Descanso merecido - Cuento corto

Por Alonso Marroquín Ibarra - 25 de Abril, 2006, 2:02, Categoría: CUENTOS Y MICROCUENTOS

Gritó con desesperación profunda, cuando las exigencias de la mujer lo abrumaron. Esa mujer esponja, demandadora de todo su tiempo y atenciones. Los plurales, que los incluía siempre a los dos y que en un principio lo fascinaron, terminaron siendo una verdadera monserga.

Quiero que hagamos, vamos, te acompaño, sabes que estoy contigo, nos hablamos, cuando vayamos, cuando lleguemos, cuando regresemos, que te parece si hacemos, compramos, jugamos, paseamos, estudiamos, nos reunimos con, invitamos a…

Gritó una vez más, con ánimo de transgresión, con verdaderas ganas de molestar, vaciando así la tensión acumulada en los últimos dos años.

La mujer, sentada en el sofá, mirándolo por encima de los lentes para vista cansada y que de alguna forma apoyaban su aire de arpía, le soltó con el tono dominante de siempre, la pregunta y la afirmación.

-¿Qué te pasa?
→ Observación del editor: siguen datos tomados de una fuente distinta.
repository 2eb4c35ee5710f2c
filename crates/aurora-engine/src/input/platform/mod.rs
pub(crate) mod winit;
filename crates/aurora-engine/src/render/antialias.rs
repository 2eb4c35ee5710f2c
//! Final stage: FXAA from `aa_input` into the output image, or a texel copy
//! when antialiasing is off.

use bytemuck::{Pod, Zeroable};

use super::binding::{Attachment, BindingState, ColorTarget, FramebufferBinding, PassPipeline};
use super::common::{
    fullscreen_pipeline, sampler_entry, texture_entry, uniform_buffer, uniform_entry,
};
use super::ctx::RenderCtx;
use super::error::RenderResult;
use super::targets::{Extent, RenderTargetSet, TargetId};
use super::texture::linear_clamp_sampler;

/// Size of one texel in uv units.
pub fn texel_step(extent: Extent) -> [f32; 2] {
    [1.0 / extent.width as f32, 1.0 / extent.height as f32]
}

#[repr(C)]
#[derive(Debug, Copy, Clone, Pod, Zeroable)]
struct FxaaParams {
    texel_step: [f32; 2],
    _pad: [f32; 2],
}

fn output_binding<'e, 's>(
    encoder: &'e mut wgpu::CommandEncoder,
    bindings: &'s mut BindingState,
    label: &'static str,
    output: &wgpu::TextureView,
) -> FramebufferBinding<'e, 's> {
    FramebufferBinding::begin(
        encoder,
        bindings,
        label,
        &[ColorTarget {
            id: Attachment::Output,
            view: output,
            clear: Some(wgpu::Color::BLACK),
        }],
        None,
    )
}

pub struct AntialiasPass {
    pipeline: PassPipeline,
    layout: wgpu::BindGroupLayout,
    sampler: wgpu::Sampler,
    ubo: wgpu::Buffer,
    /// Extent the uniform was last written for.
    step_extent: Option<Extent>,
}

impl AntialiasPass {
    pub fn new(device: &wgpu::Device, output_format: wgpu::TextureFormat) -> Self {
        let layout = device.create_bind_group_layout(&wgpu::BindGroupLayoutDescriptor {
            label: Some("aurora fxaa bgl"),
            entries: &[
                texture_entry(0, wgpu::TextureViewDimension::D2),
                sampler_entry(1),
                uniform_entry::<FxaaParams>(2, wgpu::ShaderStages::FRAGMENT),
            ],
        });

        Self {
            pipeline: fullscreen_pipeline(
                device,
                "fxaa",
                include_str!("shaders/fxaa.wgsl"),
                &layout,
                output_format,
            ),
            layout,
            sampler: linear_clamp_sampler(device, "aurora fxaa sampler"),
            ubo: uniform_buffer::<FxaaParams>(device, "aurora fxaa ubo"),
            step_extent: None,
        }
    }

    /// Rewrites the texel step when the target size changed.
    pub fn sync_extent(&mut self, queue: &wgpu::Queue, extent: Extent) {
        if self.step_extent == Some(extent) {
            return;
        }
        let params = FxaaParams {
            texel_step: texel_step(extent),
            _pad: [0.0; 2],
        };
        queue.write_buffer(&self.ubo, 0, bytemuck::bytes_of(&params));
        self.step_extent = Some(extent);
        log::debug!("fxaa texel step set for {}x{}", extent.width, extent.height);
    }

    pub fn record(
        &mut self,
        ctx: RenderCtx<'_>,
        encoder: &mut wgpu::CommandEncoder,
        bindings: &mut BindingState,
        targets: &RenderTargetSet,
        output: &wgpu::TextureView,
    ) -> RenderResult<()> {
        self.sync_extent(ctx.queue, targets.extent());

        let bind_group = ctx.device.create_bind_group(&wgpu::BindGroupDescriptor {
            label: Some("aurora fxaa bind group"),
            layout: &self.layout,
            entries: &[
                wgpu::BindGroupEntry {
                    binding: 0,
                    resource: wgpu::BindingResource::TextureView(
                        &targets.get(TargetId::AaInput).view,
                    ),
                },
                wgpu::BindGroupEntry {
                    binding: 1,
                    resource: wgpu::BindingResource::Sampler(&self.sampler),
                },
                wgpu::BindGroupEntry {
                    binding: 2,
                    resource: self.ubo.as_entire_binding(),
                },
            ],
        });

        let mut fb = output_binding(encoder, bindings, "fxaa output", output);
        fb.use_pipeline(&self.pipeline)?;
        fb.pass().set_bind_group(0, &bind_group, &[]);
        fb.draw_fullscreen();
        Ok(())
    }
}

/// Copies `aa_input` into the output texel for texel.
pub struct PresentBlit {
    pipeline: PassPipeline,
    layout: wgpu::BindGroupLayout,
}

impl PresentBlit {
    pub fn new(device: &wgpu::Device, output_format: wgpu::TextureFormat) -> Self {
        let layout = device.create_bind_group_layout(&wgpu::BindGroupLayoutDescriptor {
            label: Some("aurora blit bgl"),
            entries: &[texture_entry(0, wgpu::TextureViewDimension::D2)],
        });

        Self {
            pipeline: fullscreen_pipeline(
                device,
                "present blit",
                include_str!("shaders/blit.wgsl"),
                &layout,
                output_format,
            ),
            layout,
        }
    }

    pub fn record(
        &self,
        device: &wgpu::Device,
        encoder: &mut wgpu::CommandEncoder,
        bindings: &mut BindingState,
        targets: &RenderTargetSet,
        output: &wgpu::TextureView,
    ) -> RenderResult<()> {
        let bind_group = device.create_bind_group(&wgpu::BindGroupDescriptor {
            label: Some("aurora blit bind group"),
            layout: &self.layout,
            entries: &[wgpu::BindGroupEntry {
                binding: 0,
                resource: wgpu::BindingResource::TextureView(&targets.get(TargetId::AaInput).view),
            }],
        });

        let mut fb = output_binding(encoder, bindings, "blit output", output);
        fb.use_pipeline(&self.pipeline)?;
        fb.pass().set_bind_group(0, &bind_group, &[]);
        fb.draw_fullscreen();
        Ok(())
    }
}

#[cfg(test)]
mod tests {
    use super::*;

    #[test]
    fn texel_step_is_reciprocal_size() {
        assert_eq!(texel_step(Extent::new(800, 600)), [1.0 / 800.0, 1.0 / 600.0]);
        assert_eq!(texel_step(Extent::new(1, 2)), [1.0, 0.5]);
    }
}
Estás como loco.

-Ya que nunca me dejas ni a sol ni a sombra, ¿por qué no me acompañas a gritar también? Eso no te gusta, porque no fue una ocurrencia de dos, ¿verdad? Ven a gritar conmigo–, la retó.

–Estás mal. Entre más te procuro, más abusivo te vuelves. Eres un irrespetuoso. Déjame leer en paz y olvida tus groserías. Deberías hacer algo productivo, en lugar de peder el tiempo en estupideces. Si no te digo yo lo que tienes que hacer, no mueves un dedo.

Ese era el complemento que le recetaba la mujer: una retahíla interminable de órdenes. Todos los días lo mismo, en todo momento, al compás voluntarioso de cualquier capricho. Ve, trae, baja, sube, acomoda, lava, apresúrate, despierta, báñate rápido, recoge, trae esto, aquello y lo otro…

–¿Entonces no quieres gritar conmigo? Mujer tirana. Te tengo que obligar.

–¿Obligarme tú, bueno para nada?

–Pues claro que yo. Y vas a ver que me vas a obedecer, aunque sea por una vez.

Y efectivamente, la mujer gritó tanto como él quiso, antes de darle, invirtiendo los papeles, una segunda orden.

–Ahora, guarda silencio. Eso es, muy bien. Eso me gusta: a más fuerza en tu cuello, más calladita.

La dejó recostada en el sofá, le quitó los lentes y amorosamente le tapó las piernas con la cobijita de lana.

–Descansa, que yo también lo necesitaba, amor.